- Exercise brief -
Could you write out the lines below exactly, beginning with the first and finishing with the one that contains "pub fn span(&self)"?

Items from a data source:

use proc_macro2::Span;
use thiserror::Error as ThisError;

///
/// GenerateError
///
/// Generation-time failure. Every variant carries the span of the tokens that
/// caused it so the proc-macro layer can point rustc at the right place.
///

#[derive(Debug, ThisError)]
pub enum GenerateError {
    #[error("too many arguments: {count} supplied, at most {max} are supported")]
    CapacityExceeded {
        count: usize,
        max: usize,
        span: Span,
    },

    #[error("expected (type, field) pairs, found {count} arguments")]
    OddPairList { count: usize, span: Span },

    #[error("expected at least one {what}")]
    EmptyList { what: &'static str, span: Span },

    #[error("invalid enumerator: {message}")]
    InvalidEnumerator { message: String, span: Span },

    #[error("invalid option: {message}")]
    InvalidOption { message: String, span: Span },

    #[error(transparent)]
    Syntax(#[from] syn::Error),
}

impl GenerateError {
    /// Span the error should be reported at.
    #[must_use]
    pub fn span(&self) -> Span {
        match self {
            Self::CapacityExceeded { span, .. }
            | Self::OddPairList { span, .. }
            | Self::EmptyList { span, .. }
            | Self::InvalidEnumerator { span, .. }
            | Self::InvalidOption { span, .. } => *span,
            Self::Syntax(err) => err.span(),
        }
    }

    pub(crate) fn capacity(count: usize, span: Span) -> Self {
        Self::CapacityExceeded {
            count,
            max: crate::MAX_ARITY,
            span,
        }
    }

    pub(crate) fn invalid_enumerator(message: impl Into<String>, span: Span) -> Self {
        Self::InvalidEnumerator {
            message: message.into(),
            span,
        }
    }
}

impl From<darling::Error> for GenerateError {
    fn from(err: darling::Error) -> Self {
        Self::Syntax(syn::Error::new(err.span(), err.to_string()))
    }
}

impl From<GenerateError> for syn::Error {
    fn from(err: GenerateError) -> Self {
        match err {
            GenerateError::Syntax(err) => err,
            other => Self::new(other.span(), other.to_string()),
        }
    }
}
//! Generation-time discriminant resolution.
//!
//! The emitted code always lets rustc evaluate the replayed initializers. This
//! module folds the same expressions at expansion time where it can, so the
//! generators can report duplicates and tests can check lookups without
//! compiling. An initializer the folder cannot evaluate exactly (external
//! constants, calls, overflow) is `Opaque`, and so is every bare enumerator
//! after it. Opaque values are never guessed.

use crate::{
    node::{EnumSpec, EnumeratorSpec},
    options::Repr,
};
use syn::{BinOp, Expr, Lit, Type, UnOp};

///
/// ResolvedValue
///

#[derive(Clone, Copy, Debug, Eq, PartialEq)]
pub enum ResolvedValue {
    Known(i64),
    Opaque,
}

impl ResolvedValue {
    #[must_use]
    pub const fn known(self) -> Option<i64> {
        match self {
            Self::Known(v) => Some(v),
            Self::Opaque => None,
        }
    }
}

/// Resolve every enumerator of `spec` in declaration order.
#[must_use]
pub fn resolve_discriminants(spec: &EnumSpec) -> Vec<ResolvedValue> {
    let mut acc = Accumulator::new(spec.options.repr);

    spec.enumerators.iter().map(|e| acc.advance(e)).collect()
}

///
/// Accumulator
/// running discriminant for one pass over an enumerator list
///

struct Accumulator<'a> {
    repr: Repr,
    running: ResolvedValue,
    seen: Vec<(&'a syn::Ident, ResolvedValue)>,
}

impl<'a> Accumulator<'a> {
    const fn new(repr: Repr) -> Self {
        Self {
            repr,
            running: ResolvedValue::Known(-1),
            seen: Vec::new(),
        }
    }

    fn advance(&mut self, enumerator: &'a EnumeratorSpec) -> ResolvedValue {
        let value = match &enumerator.initializer {
            None => self.bounded(self.running.known().and_then(|v| v.checked_add(1))),
            Some(expr) => self.bounded(self.fold(expr)),
        };

        self.running = value;
        self.seen.push((&enumerator.ident, value));

        value
    }

    fn bounded(&self, value: Option<i64>) -> ResolvedValue {
        let (min, max) = self.repr.bounds();

        match value {
            Some(v) if (min..=max).contains(&v) => ResolvedValue::Known(v),
            _ => ResolvedValue::Opaque,
        }
    }

    fn fold(&self, expr: &Expr) -> Option<i64> {
        let value = match expr {
            Expr::Lit(lit) => match &lit.lit {
                Lit::Int(int) => int.base10_parse::<i64>().ok()?,
                _ => return None,
            },
            Expr::Paren(inner) => self.fold(&inner.expr)?,
            Expr::Group(inner) => self.fold(&inner.expr)?,
            Expr::Cast(cast) if self.is_repr_type(&cast.ty) => self.fold(&cast.expr)?,
            Expr::Path(path) if path.qself.is_none() => {
                let ident = path.path.get_ident()?;
                let (_, value) = self.seen.iter().find(|(seen, _)| *seen == ident)?;
                value.known()?
            }
            Expr::Unary(unary) => {
                let operand = self.fold(&unary.expr)?;
                match unary.op {
                    UnOp::Neg(_) => operand.checked_neg()?,
                    // `!` only agrees with i64 for signed reprs
                    UnOp::Not(_) if self.repr.bounds().0 < 0 => !operand,
                    _ => return None,
                }
            }
            Expr::Binary(binary) => {
                let lhs = self.fold(&binary.left)?;
                let rhs = self.fold(&binary.right)?;
                fold_binary(binary.op, lhs, rhs)?
            }
            _ => return None,
        };

        // every intermediate must also fit, or rustc would reject the const
        let (min, max) = self.repr.bounds();
        (min..=max).contains(&value).then_some(value)
    }

    fn is_repr_type(&self, ty: &Type) -> bool {
        match ty {
            Type::Path(path) => path
                .path
                .get_ident()
                .is_some_and(|ident| ident == self.repr.as_str()),
            _ => false,
        }
    }
}

fn fold_binary(op: BinOp, lhs: i64, rhs: i64) -> Option<i64> {
    match op {
        BinOp::Add(_) => lhs.checked_add(rhs),
        BinOp::Sub(_) => lhs.checked_sub(rhs),
        BinOp::Mul(_) => lhs.checked_mul(rhs),
        BinOp::Div(_) => lhs.checked_div(rhs),
        BinOp::Rem(_) => lhs.checked_rem(rhs),
        BinOp::BitAnd(_) => Some(lhs & rhs),
        BinOp::BitOr(_) => Some(lhs | rhs),
        BinOp::BitXor(_) => Some(lhs ^ rhs),
        BinOp::Shl(_) => lhs.checked_shl(u32::try_from(rhs).ok()?),
        BinOp::Shr(_) => lhs.checked_shr(u32::try_from(rhs).ok()?),
        _ => None,
    }
}

///
/// LookupTable
/// expansion-time mirror of a generated lookup function
///

#[derive(Clone, Debug)]
pub struct LookupTable {
    entries: Vec<(String, ResolvedValue)>,
    unknown: String,
}

impl LookupTable {
    #[must_use]
    pub fn new(spec: &EnumSpec) -> Self {
        let entries = spec
            .enumerators
            .iter()
            .map(EnumeratorSpec::name)
            .zip(resolve_discriminants(spec))
            .collect();

        Self {
            entries,
            unknown: spec.options.unknown_text().to_string(),
        }
    }

    /// Text the generated function returns for `value`.
    ///
    /// `None` when an opaque enumerator ahead of any match could also hold
    /// `value`, so only rustc can decide.
    #[must_use]
    pub fn lookup(&self, value: i64) -> Option<&str> {
        for (name, resolved) in &self.entries {
            match resolved {
                ResolvedValue::Known(v) if *v == value => return Some(name.as_str()),
                ResolvedValue::Known(_) => {}
                ResolvedValue::Opaque => return None,
            }
        }

        Some(self.unknown.as_str())
    }

    /// Resolved value of the named enumerator.
    #[must_use]
    pub fn value_of(&self, name: &str) -> Option<ResolvedValue> {
        self.entries
            .iter()
            .find(|(n, _)| n == name)
            .map(|(_, v)| *v)
    }

    /// Names that can never be returned because an earlier enumerator holds
    /// the same value, as `(value, winner, shadowed)`.
    #[must_use]
    pub fn shadowed(&self) -> Vec<(i64, &str, &str)> {
        let mut out = Vec::new();

        for (index, (name, resolved)) in self.entries.iter().enumerate() {
            let ResolvedValue::Known(value) = *resolved else {
                continue;
            };
            let winner = self.entries[..index]
                .iter()
                .find(|(_, earlier)| *earlier == ResolvedValue::Known(value));
            if let Some((winner, _)) = winner {
                out.push((value, winner.as_str(), name.as_str()));
            }
        }

        out
    }

    /// Names whose value only rustc can determine.
    pub fn opaque(&self) -> impl Iterator<Item = &str> {
        self.entries
            .iter()
            .filter(|(_, v)| *v == ResolvedValue::Opaque)
            .map(|(n, _)| n.as_str())
    }
}
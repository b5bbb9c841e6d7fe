use macro_utils_build::{
    GenerateError,
    codegen::{EnumMode, define_enum},
    count::ensure_arity,
    filter::retain_non_empty,
    node::{EnumSpec, Sentinel, lookup_fn_ident},
    token::split_expr_args,
};
use proc_macro2::TokenStream;
use quote::quote;
use syn::{
    Expr, Ident, Token,
    parse::{ParseStream, Parser},
    spanned::Spanned,
};

pub fn define(
    input: TokenStream,
    sentinel: Sentinel,
    mode: EnumMode,
) -> Result<TokenStream, GenerateError> {
    let spec = EnumSpec::parse(input, sentinel)?;

    Ok(define_enum(&spec, mode)?.tokens)
}

pub fn to_string(input: TokenStream) -> Result<TokenStream, syn::Error> {
    let parser = |input: ParseStream| -> syn::Result<(Ident, Expr)> {
        let ident: Ident = input.parse()?;
        input.parse::<Token![,]>()?;
        let value: Expr = input.parse()?;
        if input.peek(Token![,]) {
            input.parse::<Token![,]>()?;
        }

        Ok((ident, value))
    };
    let (ident, value) = parser.parse2(input)?;
    let lookup_fn = lookup_fn_ident(&ident);

    Ok(quote!(#lookup_fn(#value)))
}

// Non-empty positions only, so the count agrees with `VALUE_COUNT`.
pub fn value_count(input: TokenStream, sentinel: Sentinel) -> Result<TokenStream, GenerateError> {
    let span = input.span();
    let listed = retain_non_empty(split_expr_args(input)).len();
    let count = match sentinel {
        Sentinel::With => listed + 1,
        Sentinel::Without => listed,
    };
    ensure_arity(count, span)?;

    Ok(quote!(#count))
}
use crate::{
    GenerateError,
    node::{EnumSpec, EnumeratorSpec, lookup_fn_ident},
    obs::{self, GenerationEvent},
    resolve::LookupTable,
};
use proc_macro2::{Span, TokenStream};
use quote::{ToTokens, quote};
use syn::Ident;

/// Associated items every generated type declares next to its enumerators.
const RESERVED_NAMES: [&str; 2] = ["VALUE_COUNT", "__DISCRIMINANTS"];

///
/// EnumMode
///

#[derive(Clone, Copy, Debug, Eq, PartialEq)]
pub enum EnumMode {
    /// Type plus a lookup function with the type's visibility.
    Declare,
    /// Type plus a private lookup function.
    Local,
    /// Lookup function only; the type is declared elsewhere.
    Strings,
}

impl EnumMode {
    const fn declares_type(self) -> bool {
        matches!(self, Self::Declare | Self::Local)
    }
}

///
/// EnumOutput
///

#[derive(Clone, Debug)]
pub struct EnumOutput {
    pub tokens: TokenStream,

    /// Expansion-time view of what the emitted lookup function returns.
    pub table: LookupTable,
}

impl ToTokens for EnumOutput {
    fn to_tokens(&self, tokens: &mut TokenStream) {
        self.tokens.to_tokens(tokens);
    }
}

/// Generate the declarations for `spec`.
///
/// Shadowed and opaque enumerators are reported to the generation sink; they
/// never change what is emitted.
pub fn define_enum(spec: &EnumSpec, mode: EnumMode) -> Result<EnumOutput, GenerateError> {
    if mode.declares_type() {
        check_reserved_names(spec)?;
    }

    let table = LookupTable::new(spec);
    report(spec, mode, &table);

    let generator = EnumGen { spec, mode };

    Ok(EnumOutput {
        tokens: generator.to_token_stream(),
        table,
    })
}

fn check_reserved_names(spec: &EnumSpec) -> Result<(), GenerateError> {
    for enumerator in &spec.enumerators {
        if RESERVED_NAMES.iter().any(|name| enumerator.ident == *name) {
            return Err(GenerateError::invalid_enumerator(
                format!(
                    "'{}' clashes with an item generated for '{}'",
                    enumerator.ident, spec.ident
                ),
                enumerator.ident.span(),
            ));
        }
    }

    Ok(())
}

fn report(spec: &EnumSpec, mode: EnumMode, table: &LookupTable) {
    let name = spec.ident.to_string();

    obs::record(GenerationEvent::EnumGenerated {
        name: &name,
        mode,
        enumerators: spec.value_count(),
    });

    for (value, winner, shadowed) in table.shadowed() {
        obs::record(GenerationEvent::DuplicateDiscriminant {
            name: &name,
            value,
            winner,
            shadowed,
        });
    }

    for enumerator in table.opaque() {
        obs::record(GenerationEvent::OpaqueInitializer {
            name: &name,
            enumerator,
        });
    }
}

///
/// EnumGen
///

struct EnumGen<'a> {
    spec: &'a EnumSpec,
    mode: EnumMode,
}

impl EnumGen<'_> {
    fn value_ident() -> Ident {
        Ident::new("__value", Span::mixed_site())
    }

    // Replays the enumerator list as local consts, one per enumerator, so
    // initializers can name earlier enumerators and rustc evaluates them.
    fn replay(&self) -> TokenStream {
        let repr = self.spec.options.repr;
        let mut prev: Option<&Ident> = None;
        let mut items = TokenStream::new();

        for EnumeratorSpec {
            ident, initializer, ..
        } in &self.spec.enumerators
        {
            let value = match (initializer, prev) {
                (Some(expr), _) => quote!(#expr),
                (None, Some(prev)) => quote!(#prev + 1),
                (None, None) => quote!(0),
            };
            items.extend(quote!(const #ident: #repr = #value;));
            prev = Some(ident);
        }

        items
    }

    fn type_decl(&self) -> TokenStream {
        let EnumSpec {
            attrs,
            vis,
            ident,
            enumerators,
            options,
            ..
        } = self.spec;
        let repr = options.repr;
        let count = enumerators.len();
        let replay = self.replay();
        let names = enumerators.iter().map(|e| &e.ident);

        let consts = enumerators.iter().enumerate().map(|(index, e)| {
            let (attrs, name) = (&e.attrs, &e.ident);
            quote! {
                #(#attrs)*
                pub const #name: Self = Self(Self::__DISCRIMINANTS[#index]);
            }
        });

        quote! {
            #(#attrs)*
            #[derive(Clone, Copy, Debug, Eq, Hash, Ord, PartialEq, PartialOrd)]
            #[repr(transparent)]
            #vis struct #ident(pub #repr);

            #[allow(non_upper_case_globals)]
            impl #ident {
                #(#consts)*

                /// Number of enumerators, duplicates included.
                pub const VALUE_COUNT: usize = #count;

                #[doc(hidden)]
                const __DISCRIMINANTS: [#repr; #count] = {
                    #replay
                    [#(#names),*]
                };
            }

            impl ::core::convert::From<#ident> for #repr {
                fn from(value: #ident) -> Self {
                    value.0
                }
            }

            impl ::core::convert::From<#repr> for #ident {
                fn from(value: #repr) -> Self {
                    Self(value)
                }
            }
        }
    }

    fn display_impl(&self) -> TokenStream {
        let ident = &self.spec.ident;
        let lookup_fn = self.spec.lookup_fn_ident();

        quote! {
            impl ::core::fmt::Display for #ident {
                fn fmt(&self, f: &mut ::core::fmt::Formatter<'_>) -> ::core::fmt::Result {
                    f.write_str(#lookup_fn(*self))
                }
            }
        }
    }

    fn lookup_fn(&self) -> TokenStream {
        let EnumSpec {
            ident,
            enumerators,
            options,
            ..
        } = self.spec;
        let repr = options.repr;
        let lookup_fn = self.spec.lookup_fn_ident();
        let unknown = options.unknown_text();
        let value = Self::value_ident();
        let replay = self.replay();
        let vis = self.lookup_vis();

        let branches = enumerators.iter().map(|e| {
            let name = &e.ident;
            let text = e.name();
            quote! {
                if #value == #name {
                    return #text;
                }
            }
        });

        let doc = format!(
            "Name of the first `{ident}` enumerator equal to the value, or `\"{unknown}\"`."
        );

        quote! {
            #[doc = #doc]
            #[allow(non_upper_case_globals, clippy::all)]
            #vis fn #lookup_fn(#value: #ident) -> &'static str {
                let #value: #repr = ::core::convert::Into::<#repr>::into(#value);
                #replay
                #(#branches)*
                #unknown
            }
        }
    }

    // A renamed lookup stays reachable under `<snake_name>_to_string`, which
    // is the name `enum_to_string!` dispatches to.
    fn default_name_alias(&self) -> Option<TokenStream> {
        let EnumSpec { ident, .. } = self.spec;
        let lookup_fn = self.spec.lookup_fn_ident();
        let default = lookup_fn_ident(ident);
        if lookup_fn == default {
            return None;
        }

        let value = Self::value_ident();
        let vis = self.lookup_vis();

        Some(quote! {
            #[doc(hidden)]
            #[inline]
            #[allow(dead_code)]
            #vis fn #default(#value: #ident) -> &'static str {
                #lookup_fn(#value)
            }
        })
    }

    fn lookup_vis(&self) -> TokenStream {
        match self.mode {
            EnumMode::Local => quote!(),
            EnumMode::Declare | EnumMode::Strings => self.spec.vis.to_token_stream(),
        }
    }
}

impl ToTokens for EnumGen<'_> {
    fn to_tokens(&self, tokens: &mut TokenStream) {
        if self.mode.declares_type() {
            tokens.extend(self.type_decl());
            tokens.extend(self.display_impl());
        }
        tokens.extend(self.lookup_fn());
        tokens.extend(self.default_name_alias());
    }
}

- Written solution -
use proc_macro2::Span;
use thiserror::Error as ThisError;

///
/// GenerateError
///
/// Generation-time failure. Every variant carries the span of the tokens that
/// caused it so the proc-macro layer can point rustc at the right place.
///

#[derive(Debug, ThisError)]
pub enum GenerateError {
    #[error("too many arguments: {count} supplied, at most {max} are supported")]
    CapacityExceeded {
        count: usize,
        max: usize,
        span: Span,
    },

    #[error("expected (type, field) pairs, found {count} arguments")]
    OddPairList { count: usize, span: Span },

    #[error("expected at least one {what}")]
    EmptyList { what: &'static str, span: Span },

    #[error("invalid enumerator: {message}")]
    InvalidEnumerator { message: String, span: Span },

    #[error("invalid option: {message}")]
    InvalidOption { message: String, span: Span },

    #[error(transparent)]
    Syntax(#[from] syn::Error),
}

impl GenerateError {
    /// Span the error should be reported at.
    #[must_use]
    pub fn span(&self) -> Span {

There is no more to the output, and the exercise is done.